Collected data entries
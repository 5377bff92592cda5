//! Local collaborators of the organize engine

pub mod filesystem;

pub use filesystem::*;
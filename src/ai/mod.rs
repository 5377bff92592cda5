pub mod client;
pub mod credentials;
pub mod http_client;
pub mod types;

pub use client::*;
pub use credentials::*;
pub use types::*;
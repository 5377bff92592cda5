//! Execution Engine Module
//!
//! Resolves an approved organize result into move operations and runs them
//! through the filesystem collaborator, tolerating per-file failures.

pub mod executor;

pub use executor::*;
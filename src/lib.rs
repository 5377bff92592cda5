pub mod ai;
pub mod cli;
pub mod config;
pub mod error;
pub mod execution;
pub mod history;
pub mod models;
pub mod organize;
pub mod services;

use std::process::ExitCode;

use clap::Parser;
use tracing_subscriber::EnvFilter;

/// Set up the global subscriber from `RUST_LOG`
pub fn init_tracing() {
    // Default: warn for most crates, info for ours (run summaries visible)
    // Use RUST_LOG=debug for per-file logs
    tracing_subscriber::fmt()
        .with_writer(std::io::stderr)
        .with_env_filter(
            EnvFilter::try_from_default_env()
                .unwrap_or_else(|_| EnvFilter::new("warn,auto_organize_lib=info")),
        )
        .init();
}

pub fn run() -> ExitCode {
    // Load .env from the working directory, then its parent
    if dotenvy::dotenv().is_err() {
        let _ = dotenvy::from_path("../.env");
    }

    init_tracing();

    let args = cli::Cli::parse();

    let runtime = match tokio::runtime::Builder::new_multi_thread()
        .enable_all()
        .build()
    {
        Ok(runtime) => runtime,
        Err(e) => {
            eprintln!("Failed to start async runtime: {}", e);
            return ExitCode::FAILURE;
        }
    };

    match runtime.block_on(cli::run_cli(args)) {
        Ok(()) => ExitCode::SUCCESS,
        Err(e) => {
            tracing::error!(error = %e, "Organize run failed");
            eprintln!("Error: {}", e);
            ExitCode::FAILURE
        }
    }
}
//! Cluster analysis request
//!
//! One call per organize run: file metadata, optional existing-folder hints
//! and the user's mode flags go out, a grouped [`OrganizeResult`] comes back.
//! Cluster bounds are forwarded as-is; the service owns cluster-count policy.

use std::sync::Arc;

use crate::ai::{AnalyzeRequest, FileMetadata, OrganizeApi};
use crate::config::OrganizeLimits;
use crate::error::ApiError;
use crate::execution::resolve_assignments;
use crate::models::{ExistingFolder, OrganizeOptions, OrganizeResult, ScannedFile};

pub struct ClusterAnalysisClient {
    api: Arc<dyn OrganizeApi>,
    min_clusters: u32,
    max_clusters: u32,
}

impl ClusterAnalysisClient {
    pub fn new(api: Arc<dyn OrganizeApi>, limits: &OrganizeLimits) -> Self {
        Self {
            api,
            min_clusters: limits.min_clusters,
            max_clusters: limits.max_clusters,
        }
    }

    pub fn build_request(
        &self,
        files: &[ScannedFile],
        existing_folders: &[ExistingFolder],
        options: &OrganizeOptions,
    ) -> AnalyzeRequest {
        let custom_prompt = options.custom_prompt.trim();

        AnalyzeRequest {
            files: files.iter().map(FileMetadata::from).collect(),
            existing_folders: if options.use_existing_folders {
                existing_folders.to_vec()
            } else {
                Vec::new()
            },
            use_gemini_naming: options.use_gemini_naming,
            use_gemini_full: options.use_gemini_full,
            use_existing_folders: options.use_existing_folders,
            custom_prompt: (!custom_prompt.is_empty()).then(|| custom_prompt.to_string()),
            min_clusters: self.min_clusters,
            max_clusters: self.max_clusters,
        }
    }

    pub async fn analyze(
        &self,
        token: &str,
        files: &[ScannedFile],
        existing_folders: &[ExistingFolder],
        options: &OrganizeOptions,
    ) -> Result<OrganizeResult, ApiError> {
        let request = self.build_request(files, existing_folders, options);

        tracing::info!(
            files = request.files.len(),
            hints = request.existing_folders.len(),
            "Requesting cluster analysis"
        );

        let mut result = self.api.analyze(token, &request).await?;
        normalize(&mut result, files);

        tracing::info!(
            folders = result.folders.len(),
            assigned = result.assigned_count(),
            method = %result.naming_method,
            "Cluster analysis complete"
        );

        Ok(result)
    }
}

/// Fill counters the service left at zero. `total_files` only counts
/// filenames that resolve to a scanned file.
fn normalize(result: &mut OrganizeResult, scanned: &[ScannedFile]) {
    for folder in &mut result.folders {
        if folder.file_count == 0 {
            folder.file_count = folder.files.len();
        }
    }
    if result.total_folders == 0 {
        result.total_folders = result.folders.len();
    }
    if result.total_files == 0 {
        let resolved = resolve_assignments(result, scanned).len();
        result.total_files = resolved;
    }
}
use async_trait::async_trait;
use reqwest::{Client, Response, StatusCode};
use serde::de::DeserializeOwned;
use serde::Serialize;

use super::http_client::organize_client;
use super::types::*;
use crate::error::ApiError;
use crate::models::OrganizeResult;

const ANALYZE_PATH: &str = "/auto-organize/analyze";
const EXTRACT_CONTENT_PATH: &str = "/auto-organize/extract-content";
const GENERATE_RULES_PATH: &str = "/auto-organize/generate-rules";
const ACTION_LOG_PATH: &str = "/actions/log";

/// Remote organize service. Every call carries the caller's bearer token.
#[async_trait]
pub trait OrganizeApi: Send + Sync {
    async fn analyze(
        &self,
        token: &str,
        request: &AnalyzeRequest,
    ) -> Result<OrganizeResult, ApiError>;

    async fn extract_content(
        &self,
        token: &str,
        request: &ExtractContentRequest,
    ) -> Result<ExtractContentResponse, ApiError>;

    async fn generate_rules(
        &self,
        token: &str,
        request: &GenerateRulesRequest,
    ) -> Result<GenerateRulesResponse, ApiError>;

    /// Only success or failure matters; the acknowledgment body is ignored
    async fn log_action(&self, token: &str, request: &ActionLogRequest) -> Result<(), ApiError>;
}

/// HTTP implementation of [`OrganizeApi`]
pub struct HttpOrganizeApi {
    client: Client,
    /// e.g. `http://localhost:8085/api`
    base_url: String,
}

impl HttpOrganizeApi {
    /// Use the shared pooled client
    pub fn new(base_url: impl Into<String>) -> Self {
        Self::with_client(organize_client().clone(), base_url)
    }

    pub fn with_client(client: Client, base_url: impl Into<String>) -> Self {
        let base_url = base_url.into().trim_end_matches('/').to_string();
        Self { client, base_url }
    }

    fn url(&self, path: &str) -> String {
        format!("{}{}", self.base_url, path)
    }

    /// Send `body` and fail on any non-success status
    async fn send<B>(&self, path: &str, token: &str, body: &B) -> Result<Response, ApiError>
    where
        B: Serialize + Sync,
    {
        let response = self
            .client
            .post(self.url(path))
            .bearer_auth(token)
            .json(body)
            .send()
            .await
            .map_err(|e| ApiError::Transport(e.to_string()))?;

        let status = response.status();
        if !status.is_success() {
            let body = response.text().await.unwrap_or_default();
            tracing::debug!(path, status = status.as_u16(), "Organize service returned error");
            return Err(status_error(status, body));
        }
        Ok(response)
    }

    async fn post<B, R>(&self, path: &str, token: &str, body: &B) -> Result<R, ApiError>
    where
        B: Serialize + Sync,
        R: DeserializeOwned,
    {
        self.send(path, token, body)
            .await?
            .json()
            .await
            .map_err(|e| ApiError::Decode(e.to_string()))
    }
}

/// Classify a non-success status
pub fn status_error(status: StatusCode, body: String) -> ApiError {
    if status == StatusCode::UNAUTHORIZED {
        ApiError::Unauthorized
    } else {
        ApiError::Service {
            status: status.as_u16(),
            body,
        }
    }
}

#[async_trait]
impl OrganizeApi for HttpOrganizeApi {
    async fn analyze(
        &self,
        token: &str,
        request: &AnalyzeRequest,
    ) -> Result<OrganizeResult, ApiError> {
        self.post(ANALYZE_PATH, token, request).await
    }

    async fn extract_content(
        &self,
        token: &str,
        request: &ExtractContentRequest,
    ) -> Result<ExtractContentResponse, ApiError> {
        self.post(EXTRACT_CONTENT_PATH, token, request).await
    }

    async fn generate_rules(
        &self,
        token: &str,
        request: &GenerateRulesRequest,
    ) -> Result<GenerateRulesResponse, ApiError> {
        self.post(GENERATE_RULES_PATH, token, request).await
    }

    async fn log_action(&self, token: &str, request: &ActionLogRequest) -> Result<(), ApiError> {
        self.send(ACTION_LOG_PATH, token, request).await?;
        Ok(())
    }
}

What the exercise asks: Return exactly the lines from the beginning of the data above through the one containing "use tracing_subscriber::EnvFilter;", please. Include both end lines and add nothing else.

Response to this task:
repository 5377bff92592cda5
//! Local collaborators of the organize engine

pub mod filesystem;

pub use filesystem::*;
filename src/ai/mod.rs
repository 5377bff92592cda5
pub mod client;
pub mod credentials;
pub mod http_client;
pub mod types;

pub use client::*;
pub use credentials::*;
pub use types::*;
repository 5377bff92592cda5
//! Execution Engine Module
//!
//! Resolves an approved organize result into move operations and runs them
//! through the filesystem collaborator, tolerating per-file failures.

pub mod executor;

pub use executor::*;
filename src/lib.rs
repository 5377bff92592cda5
pub mod ai;
pub mod cli;
pub mod config;
pub mod error;
pub mod execution;
pub mod history;
pub mod models;
pub mod organize;
pub mod services;

use std::process::ExitCode;

use clap::Parser;
use tracing_subscriber::EnvFilter;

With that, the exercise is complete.